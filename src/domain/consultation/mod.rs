//! Consultation domain module.
//!
//! The symptom-intake conversation: stages, collected symptoms, transcript
//! messages and the engine that sequences the dialogue.

mod diagnosis;
mod engine;
mod message;
mod stage;
mod state;
mod symptom;
mod templates;

pub use diagnosis::DiagnosisTemplate;
pub use engine::{
    DialogueConfig, DialogueEngine, ReplyKind, TurnOutcome, MIN_DIAGNOSIS_THRESHOLD, RESET_KEYWORDS,
};
pub use message::{Attachment, ChatMessage, Role};
pub use stage::ConsultationStage;
pub use state::ConversationState;
pub use symptom::{Symptom, DEFAULT_DURATION, DEFAULT_SEVERITY};
pub use templates::{DIAGNOSED_HELP, GREETING, MEDICAL_DISCLAIMER, RESET_ACKNOWLEDGEMENT};
//! State machine trait for stage enums.
//!
//! Gives every lifecycle enum (consultation stage, and anything that
//! follows it) the same validated transition API.

use super::ValidationError;

/// Trait for enums that represent state machines.
///
/// Implementors define valid state transitions and get validated
/// transition methods for free.
///
/// # Example
///
/// ```ignore
/// let next = ConsultationStage::Intake.transition_to(ConsultationStage::FollowUp)?;
/// ```
pub trait StateMachine: Sized + Copy + PartialEq + std::fmt::Debug {
    /// Returns true if transition from self to target is valid.
    fn can_transition_to(&self, target: &Self) -> bool;

    /// Returns all valid target states from current state.
    fn valid_transitions(&self) -> Vec<Self>;

    /// Performs transition with validation, returning error if invalid.
    fn transition_to(&self, target: Self) -> Result<Self, ValidationError> {
        if self.can_transition_to(&target) {
            Ok(target)
        } else {
            Err(ValidationError::invalid_format(
                "state_transition",
                format!("Cannot transition from {:?} to {:?}", self, target),
            ))
        }
    }

    /// Checks if current state is terminal (no valid outgoing transitions).
    fn is_terminal(&self) -> bool {
        self.valid_transitions().is_empty()
    }
}
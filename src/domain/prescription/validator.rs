//! PrescriptionValidator - applies the rule table to every entry.

use tracing::debug;

use super::entry::PrescriptionEntry;
use super::patient::PatientProfile;
use super::report::{ValidationItem, ValidationReport};
use super::rules::{RuleContext, MSG_APPROPRIATE, RULES};
use super::status::ValidationStatus;

/// Stateless rule evaluator.
///
/// Every call recomputes the whole report; the same inputs always produce
/// the same report.
pub struct PrescriptionValidator;

impl PrescriptionValidator {
    /// Validates `entries` for `profile` against the free-text `diagnosis`.
    pub fn validate(
        profile: &PatientProfile,
        entries: &[PrescriptionEntry],
        diagnosis: &str,
    ) -> ValidationReport {
        let diagnosis = diagnosis.trim().to_lowercase();

        let items: Vec<ValidationItem> = entries
            .iter()
            .enumerate()
            .map(|(index, entry)| Self::validate_entry(index, entry, profile, &diagnosis))
            .collect();

        let report = ValidationReport::from_items(items);
        debug!(
            entries = entries.len(),
            overall = %report.overall_status,
            "Validated prescription"
        );
        report
    }

    fn validate_entry(
        index: usize,
        entry: &PrescriptionEntry,
        profile: &PatientProfile,
        diagnosis: &str,
    ) -> ValidationItem {
        let ctx = RuleContext::new(entry, profile, diagnosis);
        let mut status = ValidationStatus::Approved;
        let mut messages = Vec::new();

        for rule in RULES.iter().filter(|rule| (rule.applies)(&ctx)) {
            status = status.escalate(rule.status);
            messages.push(rule.message.to_string());
        }

        if messages.is_empty() {
            messages.push(MSG_APPROPRIATE.to_string());
        }

        let name = entry.medication_name.trim();
        let medication_name = if name.is_empty() {
            ValidationItem::fallback_label(index)
        } else {
            name.to_string()
        };

        ValidationItem {
            medication_name,
            status,
            messages,
        }
    }
}
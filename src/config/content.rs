//! Content catalog configuration

use serde::Deserialize;
use std::path::PathBuf;

use super::error::ValidationError;

/// Where follow-up questions and diagnosis templates come from
#[derive(Debug, Clone, Deserialize, Default)]
pub struct ContentSettings {
    /// YAML catalog replacing the built-in one
    #[serde(default)]
    pub catalog_path: Option<PathBuf>,
}

impl ContentSettings {
    pub fn validate(&self) -> Result<(), ValidationError> {
        match &self.catalog_path {
            Some(path) if !path.is_file() => Err(ValidationError::CatalogNotFound(path.clone())),
            _ => Ok(()),
        }
    }
}
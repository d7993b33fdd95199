//! Prescription module - free-text parsing and rule-based safety checks.
//!
//! # Module Structure
//!
//! - `entry` - PrescriptionEntry and the editable PrescriptionList
//! - `patient` - PatientForm and the parsed PatientProfile
//! - `parser` - free text to entries, with fallback
//! - `rules` - ordered safety rule table
//! - `status` - ValidationStatus severity ordering
//! - `report` - ValidationItem and ValidationReport
//! - `validator` - applies the rules to every entry

mod entry;
mod parser;
mod patient;
mod report;
pub mod rules;
mod status;
mod validator;

pub use entry::{EntryField, PrescriptionEntry, PrescriptionList};
pub use parser::PrescriptionParser;
pub use patient::{parse_leading_decimal, parse_leading_integer, PatientForm, PatientProfile};
pub use report::{ValidationItem, ValidationReport, RECOMMENDATIONS};
pub use rules::{Rule, RULES};
pub use status::ValidationStatus;
pub use validator::PrescriptionValidator;
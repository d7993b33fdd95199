//! Logging configuration

use serde::Deserialize;
use tracing_subscriber::EnvFilter;

use super::error::ValidationError;

/// Log output settings
#[derive(Debug, Clone, Deserialize)]
pub struct LoggingSettings {
    /// Default filter directive, overridden by `RUST_LOG`
    #[serde(default = "default_filter")]
    pub filter: String,

    /// "pretty" or "json"
    #[serde(default = "default_format")]
    pub format: String,
}

impl LoggingSettings {
    /// Check if JSON output is selected
    pub fn is_json(&self) -> bool {
        self.format.eq_ignore_ascii_case("json")
    }

    pub fn validate(&self) -> Result<(), ValidationError> {
        if !self.is_json() && !self.format.eq_ignore_ascii_case("pretty") {
            return Err(ValidationError::InvalidLogFormat(self.format.clone()));
        }
        if EnvFilter::try_new(&self.filter).is_err() {
            return Err(ValidationError::InvalidLogFilter(self.filter.clone()));
        }
        Ok(())
    }
}

impl Default for LoggingSettings {
    fn default() -> Self {
        Self {
            filter: default_filter(),
            format: default_format(),
        }
    }
}

fn default_filter() -> String {
    "info".to_string()
}

fn default_format() -> String {
    "pretty".to_string()
}
//! Domain layer containing business logic and domain types.
//!
//! # Module Organization
//!
//! - `foundation` - Shared domain primitives (IDs, percentages, timestamps, errors)
//! - `consultation` - Symptom intake dialogue and its state machine
//! - `prescription` - Free-text prescription parsing and rule-based validation

pub mod consultation;
pub mod foundation;
pub mod prescription;
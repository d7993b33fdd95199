//! Application layer - Commands and Handlers.
//!
//! This layer orchestrates domain operations and coordinates between ports.

pub mod handlers;

pub use handlers::{
    // Consultation handlers
    SendMessageCommand, SendMessageError, SendMessageHandler, SendMessageResult,
    StartConsultationCommand, StartConsultationHandler, StartConsultationResult,
    // Prescription handlers
    CheckPrescriptionCommand, CheckPrescriptionHandler, CheckPrescriptionResult,
};
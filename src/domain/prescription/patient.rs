//! Patient attributes used by the prescription rules.

use std::collections::BTreeSet;

use once_cell::sync::Lazy;
use regex::Regex;
use serde::{Deserialize, Serialize};

static LEADING_INTEGER: Lazy<Regex> =
    Lazy::new(|| Regex::new(r"^\s*([+-]?[0-9]+)").expect("valid integer pattern"));

static LEADING_DECIMAL: Lazy<Regex> = Lazy::new(|| {
    Regex::new(r"^\s*([+-]?(?:[0-9]+(?:\.[0-9]*)?|\.[0-9]+))").expect("valid decimal pattern")
});

/// Patient fields exactly as typed into the form.
#[derive(Debug, Clone, PartialEq, Eq, Serialize, Deserialize, Default)]
#[serde(default)]
pub struct PatientForm {
    pub age: String,
    pub weight: String,
    /// Comma or semicolon separated, e.g. "Penicillin, Sulfa drugs".
    pub allergies: String,
    /// Comma or semicolon separated, e.g. "Diabetes, Hypertension".
    pub conditions: String,
}

/// Parsed patient attributes.
///
/// Allergies and conditions are stored lowercased so lookups are
/// case-insensitive. Age and weight are `None` when the form text has no
/// leading number.
#[derive(Debug, Clone, PartialEq, Serialize, Default)]
pub struct PatientProfile {
    pub age_years: Option<i64>,
    pub weight_kg: Option<f64>,
    pub allergies: BTreeSet<String>,
    pub conditions: BTreeSet<String>,
}

impl PatientProfile {
    /// Builds a profile from raw form text. Never fails.
    pub fn from_form(form: &PatientForm) -> Self {
        Self {
            age_years: parse_leading_integer(&form.age),
            weight_kg: parse_leading_decimal(&form.weight),
            allergies: split_list(&form.allergies),
            conditions: split_list(&form.conditions),
        }
    }

    /// Returns true if any recorded allergy mentions `substance`.
    pub fn has_allergy(&self, substance: &str) -> bool {
        let needle = substance.to_lowercase();
        self.allergies.iter().any(|allergy| allergy.contains(&needle))
    }
}

#[cfg(test)]
impl PatientProfile {
    pub(crate) fn with_allergy(mut self, allergy: &str) -> Self {
        let normalized = allergy.trim().to_lowercase();
        if !normalized.is_empty() {
            self.allergies.insert(normalized);
        }
        self
    }

    pub(crate) fn with_age(mut self, years: i64) -> Self {
        self.age_years = Some(years);
        self
    }
}

/// Reads an integer prefix: `"10"`, `" 12 years"` and `"12.5"` all give a
/// value, `"ten"` gives `None`.
pub fn parse_leading_integer(text: &str) -> Option<i64> {
    LEADING_INTEGER
        .captures(text)
        .and_then(|caps| caps[1].parse().ok())
}

/// Reads a decimal prefix: `"70.5kg"` gives `70.5`.
pub fn parse_leading_decimal(text: &str) -> Option<f64> {
    LEADING_DECIMAL
        .captures(text)
        .and_then(|caps| caps[1].parse().ok())
}

fn split_list(text: &str) -> BTreeSet<String> {
    text.split([',', ';', '\n'])
        .map(|item| item.trim().to_lowercase())
        .filter(|item| !item.is_empty())
        .collect()
}

#[cfg(test)]
mod tests {
    use super::*;

    fn form(age: &str, weight: &str, allergies: &str, conditions: &str) -> PatientForm {
        PatientForm {
            age: age.to_string(),
            weight: weight.to_string(),
            allergies: allergies.to_string(),
            conditions: conditions.to_string(),
        }
    }

    mod numbers {
        use super::*;

        #[test]
        fn age_reads_integer_prefix() {
            assert_eq!(parse_leading_integer("10"), Some(10));
            assert_eq!(parse_leading_integer("  12 years"), Some(12));
            assert_eq!(parse_leading_integer("15.9"), Some(15));
            assert_eq!(parse_leading_integer("-3"), Some(-3));
        }

        #[test]
        fn age_without_digits_is_none() {
            assert_eq!(parse_leading_integer(""), None);
            assert_eq!(parse_leading_integer("ten"), None);
            assert_eq!(parse_leading_integer("about 10"), None);
        }

        #[test]
        fn weight_reads_decimal_prefix() {
            assert_eq!(parse_leading_decimal("70.5kg"), Some(70.5));
            assert_eq!(parse_leading_decimal("80"), Some(80.0));
            assert_eq!(parse_leading_decimal(".5"), Some(0.5));
            assert_eq!(parse_leading_decimal("heavy"), None);
        }

        #[test]
        fn non_ascii_digits_are_not_numbers() {
            assert_eq!(parse_leading_integer("\u{0661}\u{0662}"), None);
            assert_eq!(parse_leading_decimal("\u{0967}\u{0966}kg"), None);
        }
    }

    mod profile {
        use super::*;

        #[test]
        fn from_form_parses_every_field() {
            let profile = PatientProfile::from_form(&form(
                "34",
                "72.4",
                "Penicillin, Sulfa drugs",
                "Diabetes; Hypertension",
            ));
            assert_eq!(profile.age_years, Some(34));
            assert_eq!(profile.weight_kg, Some(72.4));
            assert!(profile.allergies.contains("penicillin"));
            assert!(profile.allergies.contains("sulfa drugs"));
            assert!(profile.conditions.contains("hypertension"));
        }

        #[test]
        fn empty_form_gives_empty_profile() {
            assert_eq!(PatientProfile::from_form(&PatientForm::default()), PatientProfile::default());
        }

        #[test]
        fn allergy_lookup_is_case_insensitive_and_partial() {
            let profile = PatientProfile::from_form(&form("", "", "PENICILLIN G", ""));
            assert!(profile.has_allergy("penicillin"));
            assert!(profile.has_allergy("Penicillin"));
            assert!(!profile.has_allergy("aspirin"));
        }

        #[test]
        fn with_allergy_normalizes_and_skips_blank() {
            let profile = PatientProfile::default().with_allergy("  Latex ").with_allergy("  ");
            assert_eq!(profile.allergies.len(), 1);
            assert!(profile.allergies.contains("latex"));
        }

        #[test]
        fn duplicate_allergies_collapse() {
            let profile = PatientProfile::from_form(&form("", "", "Penicillin, penicillin", ""));
            assert_eq!(profile.allergies.len(), 1);
        }
    }
}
------------------------------
→ **EXERCISE DESCRIPTION**
When a line in the material contains the string "output", copy that line.

→ **TASK RESPONSE**
/// Log output settings
    /// Check if JSON output is selected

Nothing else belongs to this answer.